Tania Mirsalis, professeure de philosophie, précise :
« En plus des emplois du temps catastrophiques des profs et des élèves, il manquait plus d’une vingtaine de professeurs. Mardi et mercredi, nous avons fait des prérentrées dans le flou total. »
Pêle-mêle : des cours programmés sans mentionner les salles, des classes à qui il manquait des cours, des enseignants qui n’ont pas pu préparer leurs leçons à l’avance, ne connaissant ni les niveaux ni les sections des classes qu’ils auraient pendant l’année.
En outre, suite au report de la rentrée au lundi 10 septembre, les professeurs n’ont reçu leurs emplois du temps quasi définitifs que le dimanche 9, aux alentours de 23 heures.
Grève subite
Alors, les enseignants ont décidé de « débrayer ». Une grève subite, sans préavis, après avoir estimé, lors d’une assemblée générale lundi en fin de matinée, que les conditions n’étaient toujours pas réunies pour dispenser les cours aux élèves, qui s’étaient pourtant déplacés.
Yvan Coutellec commente :
« Ce n’est pas rendre service aux élèves que de continuer à colmater nous-mêmes les brèches.

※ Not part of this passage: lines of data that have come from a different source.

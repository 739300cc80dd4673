use std::path::{Path, PathBuf};
use std::process::{ExitStatus, Stdio};
use tokio::process::{Child, Command};
use tokio::sync::mpsc;
use tracing::debug;

use crate::error::{Result, VidtoolsError};
use super::stream::{pump_lines, LINE_CHANNEL_CAPACITY};

/// Encoder invocation: binary plus ordered arguments.
///
/// Also doubles as a template builder when the arguments carry `${SOURCE}` /
/// `${DEST}` placeholders instead of real paths.
#[derive(Debug, Clone)]
pub struct EncoderCommand {
    pub binary_path: PathBuf,
    pub args: Vec<String>,
    pub description: String,
}

impl EncoderCommand {
    pub fn new<P: Into<PathBuf>, S: Into<String>>(binary_path: P, description: S) -> Self {
        Self {
            binary_path: binary_path.into(),
            args: Vec::new(),
            description: description.into(),
        }
    }

    /// Start an argument list with no binary attached
    pub fn template<S: Into<String>>(description: S) -> Self {
        Self::new(PathBuf::new(), description)
    }

    /// Add an argument
    pub fn arg<S: Into<String>>(mut self, arg: S) -> Self {
        self.args.push(arg.into());
        self
    }

    /// Add multiple arguments
    pub fn args<I, S>(mut self, args: I) -> Self
    where
        I: IntoIterator<Item = S>,
        S: Into<String>,
    {
        self.args.extend(args.into_iter().map(|s| s.into()));
        self
    }

    /// Add input file
    pub fn input<P: AsRef<Path>>(self, path: P) -> Self {
        self.arg("-i").arg(path.as_ref().to_string_lossy().to_string())
    }

    /// Add output file
    pub fn output<P: AsRef<Path>>(self, path: P) -> Self {
        self.arg(path.as_ref().to_string_lossy().to_string())
    }

    /// Set video codec
    pub fn video_codec<S: Into<String>>(self, codec: S) -> Self {
        self.arg("-c:v").arg(codec)
    }

    /// Set audio codec
    pub fn audio_codec<S: Into<String>>(self, codec: S) -> Self {
        self.arg("-c:a").arg(codec)
    }

    /// Disable video
    pub fn no_video(self) -> Self {
        self.arg("-vn")
    }

    /// Add video filter
    pub fn video_filter<S: Into<String>>(self, filter: S) -> Self {
        self.arg("-vf").arg(filter)
    }

    /// Allow experimental encoders (older builds gate the native AAC encoder behind this)
    pub fn allow_experimental(self) -> Self {
        self.arg("-strict").arg("-2")
    }

    /// Highest quality for quantizer-driven encoders
    pub fn max_quality(self) -> Self {
        self.arg("-q:a").arg("0").arg("-q:v").arg("0")
    }

    pub fn command_line(&self) -> String {
        let mut line = self.binary_path.display().to_string();
        for arg in &self.args {
            line.push(' ');
            line.push_str(arg);
        }
        line
    }

    /// Launch with stdout and stderr merged into one line stream
    pub fn spawn_merged(&self) -> Result<RunningEncoder> {
        debug!("Executing encoder command: {}", self.command_line());
        debug!("Description: {}", self.description);

        let mut child = Command::new(&self.binary_path)
            .args(&self.args)
            .stdin(Stdio::null())
            .stdout(Stdio::piped())
            .stderr(Stdio::piped())
            .kill_on_drop(true)
            .spawn()
            .map_err(|e| VidtoolsError::Encoder(format!(
                "Failed to launch {}: {}",
                self.binary_path.display(),
                e
            )))?;

        let (tx, lines) = mpsc::channel(LINE_CHANNEL_CAPACITY);
        if let Some(stdout) = child.stdout.take() {
            tokio::spawn(pump_lines(stdout, tx.clone()));
        }
        if let Some(stderr) = child.stderr.take() {
            tokio::spawn(pump_lines(stderr, tx));
        }

        Ok(RunningEncoder { child, lines })
    }

    /// Run to completion and return every merged output line with the exit status
    pub async fn capture(&self) -> Result<(Vec<String>, ExitStatus)> {
        let mut running = self.spawn_merged()?;
        let mut collected = Vec::new();
        while let Some(line) = running.next_line().await {
            collected.push(line);
        }
        let status = running.wait().await?;
        Ok((collected, status))
    }
}

/// A launched encoder whose merged output is being read line by line
pub struct RunningEncoder {
    child: Child,
    lines: mpsc::Receiver<String>,
}

impl RunningEncoder {
    /// Next output line, `None` once both streams have closed
    pub async fn next_line(&mut self) -> Option<String> {
        self.lines.recv().await
    }

    pub async fn wait(&mut self) -> Result<ExitStatus> {
        Ok(self.child.wait().await?)
    }

    /// Forcefully terminate and reap the child. A child that already exited is not an error.
    pub async fn kill(&mut self) {
        if let Err(e) = self.child.start_kill() {
            debug!("Encoder already gone when killing: {}", e);
        }
        if let Err(e) = self.child.wait().await {
            debug!("Failed to reap killed encoder: {}", e);
        }
        self.lines.close();
    }
}

#[cfg(test)]
mod tests {
    use super::*;
    use crate::template::{DEST, SOURCE};

    #[test]
    fn test_template_builder() {
        let cmd = EncoderCommand::template("Crop")
            .input(SOURCE)
            .video_filter("crop=640:480:0:0")
            .allow_experimental()
            .output(DEST);
        assert_eq!(
            cmd.args,
            vec!["-i", "${SOURCE}", "-vf", "crop=640:480:0:0", "-strict", "-2", "${DEST}"]
        );
    }

    #[test]
    fn test_command_line() {
        let cmd = EncoderCommand::new("ffmpeg", "Version").arg("-version");
        assert_eq!(cmd.command_line(), "ffmpeg -version");
    }

    #[tokio::test]
    async fn test_launch_failure_is_encoder_error() {
        let cmd = EncoderCommand::new("/definitely/not/here/ffmpeg", "Missing");
        assert!(matches!(cmd.spawn_merged(), Err(VidtoolsError::Encoder(_))));
    }
}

Un établissement aussi grand et important que celui-là ne peut se permettre d’improviser.
Le rectorat se moque de nous, tout simplement. Et nous voulons qu’il écoute ce que nous avons à dire parce que les courriers, ça ne fonctionne pas. »
L’entrée du lycée Rousseau à Sarcelles, le 10 septembre 2012 (DR)

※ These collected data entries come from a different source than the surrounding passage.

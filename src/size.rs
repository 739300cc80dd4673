const UNITS: [&str; 6] = ["B", "KB", "MB", "GB", "TB", "PB"];

/// Render a byte count with the largest fitting unit and at most two decimals.
///
/// The unit is picked by decimal magnitude (`log10 / 3`) while the value is
/// divided by powers of 1024, so 1000 bytes prints as `0.98 KB`.
pub fn human_size(bytes: u64) -> String {
    let rank = if bytes == 0 {
        0
    } else {
        (((bytes as f64).log10() / 3.0).floor() as usize).min(UNITS.len() - 1)
    };
    let value = bytes as f64 / 1024f64.powi(rank as i32);

    let formatted = format!("{:.2}", value);
    let trimmed = formatted.trim_end_matches('0').trim_end_matches('.');

    format!("{} {}", trimmed, UNITS[rank])
}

Les élèves encore présents ce lundi après-midi se comptent sur les doigts d’une main. Dans la cour, une fille squatte un banc, tandis qu’un groupe de jeunes scrute l’écran d’un ordinateur portable.
Ce sont les profs les plus visibles. Ils potassent les courriers qu’ils enverront aux parents pour expliquer leur débrayage et ces emplois du temps « sans queue ni tête » qui reviennent systématiquement quand on leur demande d’exposer leurs griefs.
Cyril Melac, professeur de mathématiques :
« L’an passé, nous avons pu faire illusion grâce à la solidarité des profs. Mais ça n’allait pas d’un point de vue administratif. Le bac blanc avait par exemple été reporté de trois semaines, des e-mails d’information n’arrivaient pas aux enseignants...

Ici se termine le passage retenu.